Prof. Banerjee teaches courses in early modern literature and culture at the University of Colorado, Denver. Her work focuses on the literary and cultural dimensions of Europe’s cross-cultural encounters in the global Renaissance, especially in the ways they shape identity in the age of discovery. She also studies the unexpected crossings between European witches and Indian widows, and has written extensively on these subjects as well as early modern literature and travel, Shakespeare, and modern Indian adaptations of Shakespeare.
In this episode, we spoke of fire’s symbolism and its role in ritualised violence, embodying and enforcing socio-political ideologies that dictate gender roles for women. We refer specifically to her book Burning Women: Widows, Witches and Early Modern European Travellers in India (New York: Palgrave Macmillan, 2003), where she pores through European travel narratives from 1500 to 1723, where representations of Sati were conventional, even de rigeur, in travelogues of India, and which coincided with successive waves of witch-hunts in Europe.

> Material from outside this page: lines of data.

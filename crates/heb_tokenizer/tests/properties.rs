//! Property-based tests for the tokenizer.
//!
//! Inputs are drawn from an alphabet weighted towards the characters the
//! classification rules care about: Hebrew letters (geresh-accepting and
//! not), niqqud, both quote marks, hyphens, Latin letters, digits and
//! separators.

#![allow(clippy::unwrap_used, clippy::expect_used, reason = "Tests can panic")]
#![allow(
    clippy::doc_markdown,
    clippy::non_ascii_literal,
    reason = "Proptest macros and Hebrew inputs"
)]

use heb_tokenizer::chars::{is_hebrew_letter, is_letter_or_digit, is_niqqud, GERESH, GERSHAYIM};
use heb_tokenizer::{tokenize, ReaderSource, StrSource, Token, Tokenizer, TokenizerConfig};
use proptest::prelude::*;

fn alphabet() -> impl Strategy<Value = char> {
    prop_oneof![
        4 => prop::sample::select(vec!['א', 'ב', 'ד', 'ה', 'ו', 'ל', 'ם', 'ש']),
        2 => prop::sample::select(vec!['ג', 'ז', 'ח', 'צ', 'ץ']),
        1 => prop::sample::select(vec!['\u{05B0}', '\u{05B7}', '\u{05BC}', '\u{05C1}']),
        2 => Just(GERESH),
        1 => Just(GERSHAYIM),
        1 => Just('-'),
        2 => prop::sample::select(vec!['a', 'z', 'Q', 'é', 'я']),
        2 => prop::sample::select(vec!['0', '7', '9']),
        1 => prop::sample::select(vec!['½', '²']),
        2 => prop::sample::select(vec![' ', '\n', ',', '.', '!']),
    ]
}

fn text() -> impl Strategy<Value = String> {
    prop::collection::vec(alphabet(), 0..120).prop_map(|chars| chars.into_iter().collect())
}

fn lex_with(text: &str, config: TokenizerConfig) -> Vec<Token> {
    Tokenizer::with_config(StrSource::new(text), config)
        .expect("valid config")
        .map(Result::unwrap)
        .collect()
}

proptest! {
    /// Chunk size is invisible in the output.
    #[test]
    fn chunking_does_not_change_tokens(input in text(), chunk_size in 1usize..16) {
        let whole = tokenize(&input);
        let chunked = lex_with(&input, TokenizerConfig::default().with_chunk_size(chunk_size));
        prop_assert_eq!(whole, chunked);
    }

    /// Decoding from a byte reader gives the same tokens as reading a `&str`.
    #[test]
    fn reader_source_matches_str_source(input in text(), capacity in 4usize..12) {
        let from_reader: Vec<Token> = Tokenizer::new(ReaderSource::with_capacity(input.as_bytes(), capacity))
            .map(Result::unwrap)
            .collect();
        prop_assert_eq!(tokenize(&input), from_reader);
    }

    /// No token holds both a Hebrew letter and a non-Hebrew letter or digit.
    #[test]
    fn tokens_never_mix_scripts(input in text()) {
        for token in tokenize(&input) {
            let hebrew = token.text.chars().any(is_hebrew_letter);
            let foreign = token
                .text
                .chars()
                .any(|c| is_letter_or_digit(c) && !is_hebrew_letter(c) && !is_niqqud(c));
            prop_assert!(!(hebrew && foreign), "mixed token {:?}", token.text);
        }
    }

    /// Tokens come out in input order and never overlap.
    #[test]
    fn spans_are_ordered_and_disjoint(input in text()) {
        let tokens = tokenize(&input);
        let len = input.chars().count();
        let mut previous_end = 0;
        for token in &tokens {
            prop_assert!(token.offset >= previous_end);
            prop_assert!(token.len_in_source >= 1);
            prop_assert!(token.end_offset() <= len);
            previous_end = token.end_offset();
        }
    }

    /// Without quote marks nothing is normalized: every token is the exact
    /// slice of input it spans.
    #[test]
    fn tokens_are_input_slices_without_quotes(input in text()) {
        let input: String = input.chars().filter(|&c| c != GERESH && c != GERSHAYIM).collect();
        let chars: Vec<char> = input.chars().collect();
        for token in tokenize(&input) {
            let slice: String = chars[token.offset..token.end_offset()].iter().collect();
            prop_assert_eq!(&token.text, &slice);
        }
    }

    /// Every token respects the configured maximum length.
    #[test]
    fn max_word_length_is_respected(input in text(), max in 1usize..6) {
        for token in lex_with(&input, TokenizerConfig::default().with_max_word_length(max)) {
            prop_assert!(token.text.chars().count() <= max, "{:?} longer than {}", token.text, max);
            prop_assert!(!token.text.is_empty());
        }
    }

    /// After the last token the tokenizer keeps reporting end of stream.
    #[test]
    fn end_of_stream_is_sticky(input in text()) {
        let mut tokenizer = Tokenizer::for_text(&input);
        while !tokenizer.next_token().unwrap().is_end() {}
        let consumed = tokenizer.offset();
        prop_assert_eq!(consumed, input.chars().count());
        for _ in 0..3 {
            prop_assert_eq!(tokenizer.next_token().unwrap(), Token::end());
            prop_assert_eq!(tokenizer.offset(), consumed);
        }
    }

    /// A gershayim never dangles at the end of a token.
    #[test]
    fn no_trailing_gershayim(input in text()) {
        for token in tokenize(&input) {
            prop_assert!(!token.text.ends_with(GERSHAYIM), "{:?}", token.text);
        }
    }
}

Despite these synchronous occurrences, the ritualised burning in both cases and the burning as public spectacle, these early travel narratives make no correlation between widow burning and witch burning, what Prof. Banerjee terms as a ‘literary haunting’.
One reason for this erasure is that practices were coded very differently—the sati’s burning as a heroic sacrifice and the witch’s burning as legitimate retribution. While both women were considered insensible to pain, one was through ascension to literal divinity while the other was through the machinations of the devil. In these theatrical burnings, female bodies become sites of storytelling and ideological reformation. In both practices, the woman is placed centre stage, as it is the witnesses who provide validation and who receive the story being told. The Sati’s deathless love for her husband, itself a tool of economic control, became instrumental in recasting the ideal European wife. We also speak of how the British, in the later colonial period, used narratives of the barbaric practices of brown people to assert their moral right to rule.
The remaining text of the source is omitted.